Goal of the exercise –
Which lines below include "rounded"? Copy them all.

Data to use –
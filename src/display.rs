//! Display-ready value formatting.
//!
//! Pure string formatting for the presentation layer: peso amounts with
//! thousands separators and worked-hours strings. No I/O happens here.

use rust_decimal::Decimal;
use rust_decimal::prelude::ToPrimitive;

/// Formats paid hours as a worked-time string such as `"8h 32m"`.
///
/// Negative values clamp to `"0h 0m"`.
///
/// # Example
///
/// ```
/// use paywatch::display::format_hours_worked;
/// use rust_decimal::Decimal;
/// use std::str::FromStr;
///
/// assert_eq!(format_hours_worked(Decimal::from_str("8.5").unwrap()), "8h 30m");
/// assert_eq!(format_hours_worked(Decimal::ZERO), "0h 0m");
/// ```
pub fn format_hours_worked(hours: Decimal) -> String {
    let total_minutes = (hours * Decimal::from(60))
        .round()
        .to_i64()
        .unwrap_or(0)
        .max(0);
    format!("{}h {}m", total_minutes / 60, total_minutes % 60)
}

/// Formats a peso amount with thousands separators and two decimals,
/// e.g. `"₱12,345.67"`.
///
/// # Example
///
/// ```
/// use paywatch::display::format_money;
/// use rust_decimal::Decimal;
/// use std::str::FromStr;
///
/// assert_eq!(format_money(Decimal::from_str("12345.678").unwrap()), "₱12,345.68");
/// assert_eq!(format_money(Decimal::from_str("-250").unwrap()), "-₱250.00");
/// ```
pub fn format_money(amount: Decimal) -> String {
    let rounded = amount.round_dp(2);
    let plain = format!("{:.2}", rounded.abs());

    let (int_part, frac_part) = plain.split_once('.').unwrap_or((plain.as_str(), "00"));

    let mut grouped = String::with_capacity(int_part.len() + int_part.len() / 3);
    for (i, digit) in int_part.chars().enumerate() {
        if i > 0 && (int_part.len() - i) % 3 == 0 {
            grouped.push(',');
        }
        grouped.push(digit);
    }

    let sign = if rounded.is_sign_negative() && !rounded.is_zero() {
        "-"
    } else {
        ""
    };
    format!("{sign}\u{20B1}{grouped}.{frac_part}")
}

#[cfg(test)]
mod tests {
    use super::*;
    use std::str::FromStr;

    fn dec(s: &str) -> Decimal {
        Decimal::from_str(s).unwrap()
    }

    #[test]
    fn test_hours_formatting() {
        assert_eq!(format_hours_worked(dec("0")), "0h 0m");
        assert_eq!(format_hours_worked(dec("0.25")), "0h 15m");
        assert_eq!(format_hours_worked(dec("9")), "9h 0m");
        assert_eq!(format_hours_worked(dec("9.25")), "9h 15m");
        assert_eq!(format_hours_worked(dec("10.75")), "10h 45m");
    }

    #[test]
    fn test_hours_formatting_clamps_negative() {
        assert_eq!(format_hours_worked(dec("-3")), "0h 0m");
    }

    #[test]
    fn test_money_formatting_small_amounts() {
        assert_eq!(format_money(dec("0")), "\u{20B1}0.00");
        assert_eq!(format_money(dec("5")), "\u{20B1}5.00");
        assert_eq!(format_money(dec("160")), "\u{20B1}160.00");
        assert_eq!(format_money(dec("999.9")), "\u{20B1}999.90");
    }

    #[test]
    fn test_money_formatting_groups_thousands() {
        assert_eq!(format_money(dec("1960")), "\u{20B1}1,960.00");
        assert_eq!(format_money(dec("17600")), "\u{20B1}17,600.00");
        assert_eq!(format_money(dec("1234567.89")), "\u{20B1}1,234,567.89");
    }

    #[test]
    fn test_money_formatting_rounds_to_centavos() {
        assert_eq!(format_money(dec("1866.666")), "\u{20B1}1,866.67");
    }

    #[test]
    fn test_money_formatting_negative_amounts() {
        assert_eq!(format_money(dec("-2497.50")), "-\u{20B1}2,497.50");
    }
}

Task output –
    let rounded = amount.round_dp(2);
    let plain = format!("{:.2}", rounded.abs());
    let sign = if rounded.is_sign_negative() && !rounded.is_zero() {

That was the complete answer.